However, in the last year or so, there seems to be a trend towards cars painted yellow, or a rather horrid bile yellow-green colour, probably not called ‘vile vomit’ by the marketing people.  More visible in shadowy lanes of course …  Come to think of it, I’m not sure what colour our car is and can’t be bothered to go and look, but we’ve only had it for just over 6 years.  It’s either black or dark grey.

Misogynist petrolheads like to joke that women choose a car by its colour, apparently not realising that women tend to have a much finer sensitivity to shades of colour than men:  men worry less about where the colour falls on the pantone spectrum than about how many carburettors a car has and how many seconds it takes to get from 0 to 62 mph, not that any of them ever actually do this.

A dental technician was recently trying to choose the colour of a crown to match my neighbouring teeth and asked me which I thought was closest.  I told her I’d leave it to her because women are better at matching colours than men;  “That’s what Mark [the dentist] says” she replied.
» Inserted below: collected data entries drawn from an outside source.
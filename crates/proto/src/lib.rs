use serde::{Deserialize, Serialize};
use serde_json::Value;
use std::error::Error;
use std::fmt::{Display, Formatter};

pub const MAX_LINE_LEN: usize = 256 * 1024;

/// Frame kinds pushed by the server outside the request/reply cycle.
pub mod kinds {
    pub const REPLY: &str = "REPLY";
    pub const ERROR: &str = "ERROR";
    pub const PING: &str = "PING";
    pub const LOGIN: &str = "login";
    pub const LOGOUT: &str = "logout";
    pub const END: &str = "end";
    pub const MESSAGE: &str = "message";
    pub const MESSAGE_UPDATED: &str = "messageUpdated";
    pub const REACTION: &str = "reaction";
    pub const INVITE: &str = "invite";
    pub const KICKED: &str = "kicked";
    pub const ROLE_CHANGED: &str = "roleChanged";
    pub const MUTED_CHANGED: &str = "mutedChanged";
    pub const TASK: &str = "task";
    pub const TASK_UPDATED: &str = "taskUpdated";
    pub const TASK_DELETED: &str = "taskDeleted";
    pub const EVENT: &str = "event";
    pub const EVENT_UPDATED: &str = "eventUpdated";
    pub const EVENT_DELETED: &str = "eventDeleted";
    pub const EVENT_APPROVED: &str = "eventApproved";
    pub const SET_BULLETIN: &str = "setBulletin";
    pub const POLL: &str = "poll";
}

/// Request kinds that force a logout transition before they are handled.
pub const LOGOUT_FIRST: &[&str] = &["login", "createAccount", "requestReset", "logout"];

#[derive(Debug, PartialEq, Eq)]
pub enum CodecError {
    InvalidJson,
    MissingKind,
    InvalidKind,
    InvalidUtf8,
    LineTooLong,
}

impl Display for CodecError {
    fn fmt(&self, f: &mut Formatter<'_>) -> std::fmt::Result {
        match self {
            Self::InvalidJson => write!(f, "malformed json frame"),
            Self::MissingKind => write!(f, "frame kind missing"),
            Self::InvalidKind => write!(f, "frame kind must be a non-empty string"),
            Self::InvalidUtf8 => write!(f, "frame is not valid utf-8"),
            Self::LineTooLong => write!(f, "frame exceeds line limit"),
        }
    }
}

impl Error for CodecError {}

/// One protocol frame. Requests, replies, and pushes all share this shape:
/// a JSON object `{"kind": <string>, "data": <object>}` on a single line.
#[derive(Debug, Clone, PartialEq, Eq, Serialize, Deserialize)]
pub struct Frame {
    pub kind: String,
    #[serde(default)]
    pub data: Value,
}

impl Frame {
    pub fn new(kind: &str, data: Value) -> Self {
        Frame {
            kind: kind.to_string(),
            data,
        }
    }

    pub fn reply(data: Value) -> Self {
        Frame::new(kinds::REPLY, data)
    }

    pub fn error(message: &str) -> Self {
        Frame::new(kinds::ERROR, serde_json::json!({ "message": message }))
    }

    /// Parses one complete line into a frame.
    pub fn parse(line: &str) -> Result<Frame, CodecError> {
        let value: Value = serde_json::from_str(line).map_err(|_| CodecError::InvalidJson)?;
        let object = value.as_object().ok_or(CodecError::InvalidJson)?;
        let kind = match object.get("kind") {
            None => return Err(CodecError::MissingKind),
            Some(Value::String(kind)) if !kind.is_empty() => kind.clone(),
            Some(_) => return Err(CodecError::InvalidKind),
        };
        let data = object.get("data").cloned().unwrap_or(Value::Null);
        Ok(Frame { kind, data })
    }

    /// Serializes the frame as one newline-terminated line.
    pub fn encode(&self) -> String {
        let mut line = serde_json::to_string(self).unwrap_or_else(|_| String::from("{}"));
        line.push('\n');
        line
    }
}

/// Accumulates raw socket bytes and yields complete lines split on `\r?\n`.
/// The tail without a trailing newline is retained across calls.
#[derive(Default)]
pub struct LineAssembler {
    buffer: Vec<u8>,
}

impl LineAssembler {
    pub fn new() -> Self {
        LineAssembler { buffer: Vec::new() }
    }

    /// Appends inbound bytes and returns every complete non-empty line.
    pub fn push(&mut self, bytes: &[u8]) -> Result<Vec<String>, CodecError> {
        self.buffer.extend_from_slice(bytes);
        let mut lines = Vec::new();
        while let Some(pos) = self.buffer.iter().position(|b| *b == b'\n') {
            let mut line: Vec<u8> = self.buffer.drain(..=pos).collect();
            line.pop();
            if line.last() == Some(&b'\r') {
                line.pop();
            }
            if line.is_empty() {
                continue;
            }
            let text = String::from_utf8(line).map_err(|_| CodecError::InvalidUtf8)?;
            lines.push(text);
        }
        if self.buffer.len() > MAX_LINE_LEN {
            return Err(CodecError::LineTooLong);
        }
        Ok(lines)
    }
}
async fn delete_task(
    state: &Arc<AppState>,
    ctx: &mut ConnectionContext,
    user: i64,
    data: &Value,
) -> Result<Value, RequestError> {
    let group = field_i64(data, "group")?;
    let task_list = field_i64(data, "taskList")?;
    let id = field_i64(data, "id")?;
    state.store.check_user_in_group(user, group).await?;
    require_unmuted(state, group, user).await?;
    state.store.delete_task(group, task_list, id).await?;
    state
        .forward_group(
            group,
            kinds::TASK_DELETED,
            json!({"group": group, "taskList": task_list, "id": id}),
            Some(ctx.id),
        )
        .await?;
    Ok(json!({}))
}

// ── calendar ────────────────────────────────────────────────────

async fn add_event(
    state: &Arc<AppState>,
    ctx: &mut ConnectionContext,
    user: i64,
    data: &Value,
) -> Result<Value, RequestError> {
    let group = field_i64(data, "group")?;
    let calendar = field_i64(data, "calendar")?;
    let description = field_str(data, "description")?;
    let start = field_i64(data, "start")?;
    let end = field_i64(data, "end")?;
    if description.is_empty() {
        return Err(invalid("event description must not be empty"));
    }
    if start < 1 {
        return Err(invalid("invalid start time"));
    }
    if end < start {
        return Err(invalid("invalid end time"));
    }
    let role = state.store.get_role(group, user).await?;
    require_unmuted(state, group, user).await?;
    let require_approval = state.store.get_require_approval(group).await?;
    let approved = !(role == Role::User && require_approval);
    let event = state
        .store
        .create_event(group, calendar, user, description, start, end, approved)
        .await?;
    state
        .forward_group(
            group,
            kinds::EVENT,
            json!({"group": group, "calendar": calendar, "event": event}),
            Some(ctx.id),
        )
        .await?;
    to_value(&event)
}

async fn get_events(state: &Arc<AppState>, user: i64, data: &Value) -> Result<Value, RequestError> {
    let group = field_i64(data, "group")?;
    let calendar = field_i64(data, "calendar")?;
    state.store.check_user_in_group(user, group).await?;
    let events = state.store.get_events(group, calendar).await?;
    Ok(json!({"events": events}))
}

/// Approval either confirms an unapproved event or, when declined, deletes
/// it. Declining an already-approved event is a no-op.
async fn approve_event(
    state: &Arc<AppState>,
    ctx: &mut ConnectionContext,
    user: i64,
    data: &Value,
) -> Result<Value, RequestError> {
    let group = field_i64(data, "group")?;
    let calendar = field_i64(data, "calendar")?;
    let id = field_i64(data, "id")?;
    let approve = field_bool(data, "approve")?;
    require_role(state, group, user, Role::Moderator).await?;
    let event = state.store.get_event(group, calendar, id).await?;
    if approve {
        if event.approved {
            return to_value(&event);
        }
        let event = state.store.approve_event(group, calendar, id).await?;
        state
            .forward_group(
                group,
                kinds::EVENT_APPROVED,
                json!({"group": group, "calendar": calendar, "event": event}),
                Some(ctx.id),
            )
            .await?;
        return to_value(&event);
    }
    if !event.approved {
        state.store.delete_event(group, calendar, id).await?;
        state
            .forward_group(
                group,
                kinds::EVENT_DELETED,
                json!({"group": group, "calendar": calendar, "id": id}),
                Some(ctx.id),
            )
            .await?;
    }
    Ok(json!({}))
}

async fn update_event(
    state: &Arc<AppState>,
    ctx: &mut ConnectionContext,
    user: i64,
    data: &Value,
) -> Result<Value, RequestError> {
    let group = field_i64(data, "group")?;
    let calendar = field_i64(data, "calendar")?;
    let id = field_i64(data, "id")?;
    let description = field_str(data, "description")?;
    let start = field_i64(data, "start")?;
    let end = field_i64(data, "end")?;
    if description.is_empty() {
        return Err(invalid("event description must not be empty"));
    }
    if start < 1 {
        return Err(invalid("invalid start time"));
    }
    if end < start {
        return Err(invalid("invalid end time"));
    }
    require_unmuted(state, group, user).await?;
    let event = state.store.get_event(group, calendar, id).await?;
    require_item_authority(state, group, user, event.author).await?;
    let event = state
        .store
        .edit_event(group, calendar, id, description, start, end)
        .await?;
    state
        .forward_group(
            group,
            kinds::EVENT_UPDATED,
            json!({"group": group, "calendar": calendar, "event": event}),
            Some(ctx.id),
        )
        .await?;
    to_value(&event)
}

async fn delete_event(
    state: &Arc<AppState>,
    ctx: &mut ConnectionContext,
    user: i64,
    data: &Value,
) -> Result<Value, RequestError> {
    let group = field_i64(data, "group")?;
    let calendar = field_i64(data, "calendar")?;
    let id = field_i64(data, "id")?;
    let event = state.store.get_event(group, calendar, id).await?;
    require_item_authority(state, group, user, event.author).await?;
    state.store.delete_event(group, calendar, id).await?;
    state
        .forward_group(
            group,
            kinds::EVENT_DELETED,
            json!({"group": group, "calendar": calendar, "id": id}),
            Some(ctx.id),
        )
        .await?;
    Ok(json!({}))
}

async fn set_bulletin(
    state: &Arc<AppState>,
    ctx: &mut ConnectionContext,
    user: i64,
    data: &Value,
) -> Result<Value, RequestError> {
    let group = field_i64(data, "group")?;
    let calendar = field_i64(data, "calendar")?;
    let event = match data.get("event") {
        None | Some(Value::Null) => None,
        Some(value) => Some(value.as_i64().ok_or_else(|| missing_field("event"))?),
    };
    require_role(state, group, user, Role::Moderator).await?;
    state.store.set_bulletin_event(group, calendar, event).await?;
    state
        .forward_group(
            group,
            kinds::SET_BULLETIN,
            json!({"group": group, "calendar": calendar, "event": event}),
            Some(ctx.id),
        )
        .await?;
    Ok(json!({}))
}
Dental treatment used to be covered by the NHS on the weird assumption that the health of teeth is an integral part of our overall health but this was changed years ago by someone who had never had an infected abscess on the root of a tooth.  Whatever next?  They’ll probably be refusing to let the NHS treat the ravages of ageing next.  After all, they stopped providing glasses on the NHS under Mrs Voldemort and it can only be a matter of time before they catch up with hearing aids so we’ll end up with an ageing population of toothless old people who are purblind and deaf who will need to claim state benefits to survive.  Go figure. 

The next logical step will be to replace the Assisted Dying Bill now going through parliament with a Compulsory Dying Bill.

The government seems to be aiming in this direction but there have been a lot of very encouraging objections from Keir Starmer’s own MPs to his welfare bill and he had to water down to get it through.  Following this, the Chancellor said she probably couldn’t avoid raising taxes in the next budget.

Perhaps this will encourage the government to rethink the approach to funding services.  Traditionally, cutting costs has been seen as better than increasing income.  Except in business.  Try telling big business they can’t put their prices up but have to cut their costs.  Since we don’t do much manufacturing any more, a large proportion of company costs is people so they either have to get them to work harder for less money or cut back on what they do.

If the government – any government – started with a blank sheet of paper they might even realise they’re not charging enough for the services they provide so, once they’ve cut costs to the bone, they need to increase prices.  Fine so far, except that they have a monopoly and must therefore accept they have a responsibility to support the less fortunate by increasing prices to the more fortunate, a curious inversion of ‘market forces’.

One of the problems all governments seem to have is that they’re subject to self-centred decisions made by people with money.  We saw a classic example last week when ‘markets’ were worried about the hole in the country’s finances and Chancellor’s future and sold UK government bonds left, right and centre after Prime Minister’s Questions on Wednesday, raising the yield to nearly 4.7%.  But they then took their Valium and bought the things back again on Thursday morning, leaving gilts yielding closer to 4.5%.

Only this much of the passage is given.